# fuel for maxima



## bkcupid (Jul 12, 2005)

Just wanted to know which grade type fuel should be used for a 97 maxima. I currently use 93 fuel, but with the current prices pockets are getting real slim. Is this the only type of fuel to be used to keep the engine effective or can i at least use 91 fuel?


----------



## am3rican (Feb 26, 2005)

bkcupid said:


> Just wanted to know which grade type fuel should be used for a 97 maxima. I currently use 93 fuel, but with the current prices pockets are getting real slim. Is this the only type of fuel to be used to keep the engine effective or can i at least use 91 fuel?


you can run 87 octane if you want. I believe, correct me if im wrong here, but only the 2001+ model years actually have premium unleaded recommended stickers on the fuel caps. BUT...if premium is recommended, it shouldnt knock but you might experience diminished power. 

BTW, its only a couple dollars difference w/ the fill up betwene reg and premium


----------



## Jeff (Oct 17, 2002)

You should be using premium for all 4th gen and up Maximas. The VQ30/VQ35de engines are high compression motors.

By running a lower octane you will definitely see diminished performance/mpg.
Why? Because the engine senses knock and is retarding the timing.

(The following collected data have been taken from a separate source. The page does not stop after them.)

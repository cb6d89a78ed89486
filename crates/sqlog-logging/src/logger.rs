//! Direct logger front-end and the provider that owns the flush engine.
//!
//! [`SqlLogger`] formats on the caller's thread and enqueues; it never waits
//! on I/O. Trace correlation comes from an injected [`TraceIdSource`] rather
//! than ambient state.

use std::error::Error;
use std::fmt::Display;
use std::sync::Arc;

use sqlog_core::{Clock, LogEntry, LogLevel, SystemClock};
use sqlog_settings::OptionsReceiver;

use crate::engine::{FlushEngine, SinkHandle};
use crate::errors::Result;
use crate::repository::LogRepository;

/// Supplies the correlation id for entries logged right now.
pub trait TraceIdSource: Send + Sync {
    /// The current trace id, if any.
    fn current_trace_id(&self) -> Option<String>;
}

impl<F> TraceIdSource for F
where
    F: Fn() -> Option<String> + Send + Sync,
{
    fn current_trace_id(&self) -> Option<String> {
        self()
    }
}

/// A [`TraceIdSource`] that never has an id.
#[derive(Clone, Copy, Debug, Default)]
pub struct NoTraceId;

impl TraceIdSource for NoTraceId {
    fn current_trace_id(&self) -> Option<String> {
        None
    }
}

/// Render an error and its `source()` chain as `outer: inner: root`.
pub fn render_error(error: &(dyn Error + '_)) -> String {
    let mut rendered = error.to_string();
    let mut source = error.source();
    while let Some(cause) = source {
        let text = cause.to_string();
        if !text.is_empty() && !rendered.ends_with(&text) {
            rendered.push_str(": ");
            rendered.push_str(&text);
        }
        source = cause.source();
    }
    rendered
}

/// Join message and error text with a space, skipping empty parts.
fn compose(message: String, error: Option<String>) -> String {
    match error.filter(|e| !e.is_empty()) {
        None => message,
        Some(error) if message.is_empty() => error,
        Some(error) => format!("{message} {error}"),
    }
}

/// Logger for one category.
#[derive(Clone)]
pub struct SqlLogger {
    category: Arc<str>,
    sink: SinkHandle,
    clock: Arc<dyn Clock>,
    trace_ids: Arc<dyn TraceIdSource>,
    min_level: LogLevel,
}

impl SqlLogger {
    /// Create a logger that enqueues into `sink`.
    pub fn new(
        category: impl Into<String>,
        sink: SinkHandle,
        clock: Arc<dyn Clock>,
        trace_ids: Arc<dyn TraceIdSource>,
    ) -> Self {
        Self {
            category: Arc::from(category.into()),
            sink,
            clock,
            trace_ids,
            min_level: LogLevel::Trace,
        }
    }

    /// Drop entries below `level`.
    #[must_use]
    pub fn with_min_level(mut self, level: LogLevel) -> Self {
        self.min_level = level;
        self
    }

    /// A copy of this logger whose entries all carry `trace_id`.
    #[must_use]
    pub fn with_trace_id(&self, trace_id: impl Into<String>) -> Self {
        let trace_id = trace_id.into();
        Self {
            trace_ids: Arc::new(move || Some(trace_id.clone())),
            ..self.clone()
        }
    }

    /// The category recorded with every entry.
    pub fn category(&self) -> &str {
        &self.category
    }

    /// Whether entries at `level` are kept.
    pub fn is_enabled(&self, level: LogLevel) -> bool {
        level >= self.min_level
    }

    /// Format `state` (and `error`, if any) and enqueue the result.
    ///
    /// The error is rendered with its source chain and appended after the
    /// formatted message. If both are empty nothing is enqueued. A panic in
    /// `formatter` propagates to the caller.
    pub fn log<S, F>(
        &self,
        level: LogLevel,
        event_id: Option<i32>,
        state: &S,
        error: Option<&dyn Error>,
        formatter: F,
    ) where
        S: ?Sized,
        F: FnOnce(&S, Option<&dyn Error>) -> String,
    {
        if !self.is_enabled(level) {
            return;
        }
        let message = formatter(state, error);
        let error_text = error.map(render_error);
        let message = compose(message, error_text);
        if message.is_empty() {
            return;
        }

        let entry = LogEntry::new(self.clock.utc_now(), level, &*self.category, message)
            .with_trace_id(self.trace_ids.current_trace_id())
            .with_event_id(event_id);
        self.sink.enqueue(entry);
    }

    /// Log a plain message.
    pub fn message(&self, level: LogLevel, message: impl Display) {
        self.log(level, None, &message, None, |m, _| m.to_string());
    }

    /// Log a message followed by an error and its causes.
    pub fn error_with(&self, level: LogLevel, message: impl Display, error: &dyn Error) {
        self.log(level, None, &message, Some(error), |m, _| m.to_string());
    }

    /// Log at trace level.
    pub fn trace(&self, message: impl Display) {
        self.message(LogLevel::Trace, message);
    }

    /// Log at debug level.
    pub fn debug(&self, message: impl Display) {
        self.message(LogLevel::Debug, message);
    }

    /// Log at info level.
    pub fn info(&self, message: impl Display) {
        self.message(LogLevel::Info, message);
    }

    /// Log at warn level.
    pub fn warn(&self, message: impl Display) {
        self.message(LogLevel::Warn, message);
    }

    /// Log at error level.
    pub fn error(&self, message: impl Display) {
        self.message(LogLevel::Error, message);
    }

    /// Log at critical level.
    pub fn critical(&self, message: impl Display) {
        self.message(LogLevel::Critical, message);
    }
}

impl std::fmt::Debug for SqlLogger {
    fn fmt(&self, f: &mut std::fmt::Formatter<'_>) -> std::fmt::Result {
        f.debug_struct("SqlLogger")
            .field("category", &self.category)
            .field("min_level", &self.min_level)
            .finish_non_exhaustive()
    }
}

/// Owns the flush engine and hands out loggers.
///
/// Dropping the provider disposes the engine (final flush, bounded wait).
pub struct SqlLoggerProvider {
    engine: FlushEngine,
    clock: Arc<dyn Clock>,
    trace_ids: Arc<dyn TraceIdSource>,
    min_level: LogLevel,
}

impl SqlLoggerProvider {
    /// Start an engine over `repository`, following `options`.
    pub fn new(repository: impl LogRepository, options: OptionsReceiver) -> Result<Self> {
        Ok(Self::from_engine(FlushEngine::spawn(repository, options)?))
    }

    /// Wrap an already running engine.
    pub fn from_engine(engine: FlushEngine) -> Self {
        Self {
            engine,
            clock: Arc::new(SystemClock),
            trace_ids: Arc::new(NoTraceId),
            min_level: LogLevel::Trace,
        }
    }

    /// Clock used to stamp entries from loggers created afterwards.
    #[must_use]
    pub fn with_clock(mut self, clock: Arc<dyn Clock>) -> Self {
        self.clock = clock;
        self
    }

    /// Trace-id source for loggers created afterwards.
    #[must_use]
    pub fn with_trace_ids(mut self, source: impl TraceIdSource + 'static) -> Self {
        self.trace_ids = Arc::new(source);
        self
    }

    /// Minimum level for loggers created afterwards.
    #[must_use]
    pub fn with_min_level(mut self, level: LogLevel) -> Self {
        self.min_level = level;
        self
    }

    /// A logger for `category`.
    pub fn create_logger(&self, category: impl Into<String>) -> SqlLogger {
        SqlLogger::new(
            category,
            self.engine.handle(),
            Arc::clone(&self.clock),
            Arc::clone(&self.trace_ids),
        )
        .with_min_level(self.min_level)
    }

    /// Producer handle for other front-ends (e.g. the tracing layer).
    pub fn handle(&self) -> SinkHandle {
        self.engine.handle()
    }

    /// The clock loggers stamp entries with.
    pub fn clock(&self) -> Arc<dyn Clock> {
        Arc::clone(&self.clock)
    }

    /// Ask the worker to flush now. Returns immediately.
    pub fn flush(&self) {
        self.engine.flush();
    }

    /// Stop the engine. Idempotent.
    pub fn dispose(&self) {
        self.engine.dispose();
    }

    /// The underlying engine.
    pub fn engine(&self) -> &FlushEngine {
        &self.engine
    }
}

impl std::fmt::Debug for SqlLoggerProvider {
    fn fmt(&self, f: &mut std::fmt::Formatter<'_>) -> std::fmt::Result {
        f.debug_struct("SqlLoggerProvider")
            .field("engine", &self.engine)
            .field("min_level", &self.min_level)
            .finish_non_exhaustive()
    }
}

// ─────────────────────────────────────────────────────────────────────────────
// Tests
// ─────────────────────────────────────────────────────────────────────────────

#[cfg(test)]
mod tests {
    use super::*;
    use std::time::Duration;

    use sqlog_core::ManualClock;
    use sqlog_settings::{OptionsMonitor, SinkOptions};
    use thiserror::Error;

    use crate::test_utils::ScriptedRepository;

    #[derive(Debug, Error)]
    #[error("connection reset")]
    struct Reset;

    #[derive(Debug, Error)]
    #[error("query failed")]
    struct QueryFailed(#[source] Reset);

    fn logger(sink: &SinkHandle) -> SqlLogger {
        SqlLogger::new(
            "orders",
            sink.clone(),
            Arc::new(ManualClock::new()),
            Arc::new(NoTraceId),
        )
    }

    fn only_message(sink: &SinkHandle) -> String {
        let entries = sink.queued_entries();
        assert_eq!(entries.len(), 1);
        entries[0].message.clone()
    }

    #[test]
    fn message_only() {
        let sink = SinkHandle::detached();
        logger(&sink).info("order placed");
        assert_eq!(only_message(&sink), "order placed");
        let entry = &sink.queued_entries()[0];
        assert_eq!(entry.category, "orders");
        assert_eq!(entry.level, LogLevel::Info);
        assert_eq!(entry.trace_id, None);
    }

    #[test]
    fn message_and_error_are_space_joined() {
        let sink = SinkHandle::detached();
        logger(&sink).error_with(LogLevel::Error, "save failed", &QueryFailed(Reset));
        assert_eq!(only_message(&sink), "save failed query failed: connection reset");
    }

    #[test]
    fn error_only() {
        let sink = SinkHandle::detached();
        logger(&sink).error_with(LogLevel::Error, "", &Reset);
        assert_eq!(only_message(&sink), "connection reset");
    }

    #[test]
    fn empty_message_produces_no_entry() {
        let sink = SinkHandle::detached();
        logger(&sink).info("");
        assert_eq!(sink.queued(), 0);
    }

    #[test]
    fn structured_state_with_event_id() {
        struct Order {
            id: u32,
        }
        let sink = SinkHandle::detached();
        logger(&sink).log(
            LogLevel::Warn,
            Some(17),
            &Order { id: 9 },
            None,
            |o, _| format!("order {} delayed", o.id),
        );
        let entry = &sink.queued_entries()[0];
        assert_eq!(entry.message, "order 9 delayed");
        assert_eq!(entry.event_id, Some(17));
    }

    #[test]
    fn trace_id_comes_from_source() {
        let sink = SinkHandle::detached();
        let logger = SqlLogger::new(
            "orders",
            sink.clone(),
            Arc::new(ManualClock::new()),
            Arc::new(|| Some("abc123".to_string())),
        );
        logger.info("x");
        logger.with_trace_id("fixed").info("y");

        let entries = sink.queued_entries();
        assert_eq!(entries[0].trace_id.as_deref(), Some("abc123"));
        assert_eq!(entries[1].trace_id.as_deref(), Some("fixed"));
    }

    #[test]
    fn timestamp_comes_from_clock() {
        let sink = SinkHandle::detached();
        let clock = Arc::new(ManualClock::new());
        let logger = SqlLogger::new(
            "c",
            sink.clone(),
            Arc::clone(&clock) as Arc<dyn Clock>,
            Arc::new(NoTraceId),
        );
        clock.advance(Duration::from_secs(90));
        logger.info("later");
        assert_eq!(sink.queued_entries()[0].timestamp, clock.utc_now());
    }

    #[test]
    fn below_min_level_is_dropped() {
        let sink = SinkHandle::detached();
        let logger = logger(&sink).with_min_level(LogLevel::Warn);
        logger.info("quiet");
        logger.debug("quieter");
        logger.critical("loud");
        assert_eq!(only_message(&sink), "loud");
    }

    #[test]
    #[should_panic(expected = "bad format")]
    fn formatter_panic_propagates() {
        let sink = SinkHandle::detached();
        logger(&sink).log(LogLevel::Info, None, &(), None, |(), _| {
            panic!("bad format")
        });
    }

    #[test]
    fn render_error_walks_sources() {
        assert_eq!(render_error(&QueryFailed(Reset)), "query failed: connection reset");
        assert_eq!(render_error(&Reset), "connection reset");
    }

    #[test]
    fn provider_loggers_reach_repository() {
        let (repo, probe) = ScriptedRepository::new();
        let monitor = OptionsMonitor::new(SinkOptions {
            connection_string: "db".into(),
            log_name: "svc".into(),
            autoflush_wait_ms: 60_000,
            ..Default::default()
        });
        let provider = SqlLoggerProvider::new(repo, monitor.subscribe())
            .unwrap()
            .with_trace_ids(|| Some("t-1".to_string()));

        let logger = provider.create_logger("billing");
        assert_eq!(logger.category(), "billing");
        logger.info("charged");
        provider.flush();

        assert!(probe.wait_until(Duration::from_secs(5), |p| !p.writes().is_empty()));
        let write = &probe.writes()[0];
        assert_eq!(write.log_name, "svc");
        assert_eq!(write.messages, ["charged"]);
        assert_eq!(write.entries[0].trace_id.as_deref(), Some("t-1"));
        assert_eq!(write.entries[0].category, "billing");

        provider.dispose();
        assert!(provider.engine().is_disposed());
    }
}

The problems you have by using lower octane is _not worth_ the extra $.10-.20 you save per gallon.


----------



## novo48 (Jul 9, 2005)

i use 93 at all times


----------



## Matt93SE (Sep 17, 2003)

remember though that 'premium' is designated at 89 or higher octane, not necessarily 91 or 93 minimum.

the ECUs are also designed to compensate and dial back a bit of timing in the case you fill it with 87. I can't tell you how many people out there fill their VQs with 87 octane and have never had a problem. it won't hurt it, they're designed for it. you're only losing a couple horses at most by goign to 87 octane.

Hell, I've got a Jim wolf ECU and I run 87 octane on it when I'm cruising on the highway or driving around town. only when I'm at the road course do I run it dry (on the way) and fill up with 93.


----------



## dfalcon02 (Apr 9, 2003)

Matt93SE said:


> remember though that 'premium' is designated at 89 or higher octane, not necessarily 91 or 93 minimum.
> 
> the ECUs are also designed to compensate and dial back a bit of timing in the case you fill it with 87. I can't tell you how many people out there fill their VQs with 87 octane and have never had a problem. it won't hurt it, they're designed for it. you're only losing a couple horses at most by goign to 87 octane.
> 
> Hell, I've got a Jim wolf ECU and I run 87 octane on it when I'm cruising on the highway or driving around town. only when I'm at the road course do I run it dry (on the way) and fill up with 93.


yea, but for 4th gens, it recommends 91+ octane.


----------



## Matt93SE (Sep 17, 2003)

again... recommended is one thing, required is another.


----------



## hyethga (Jun 13, 2005)

The fuel ssticker for mine says to use 87 Unleaded for maxiumum performance recommends Premium gas.


----------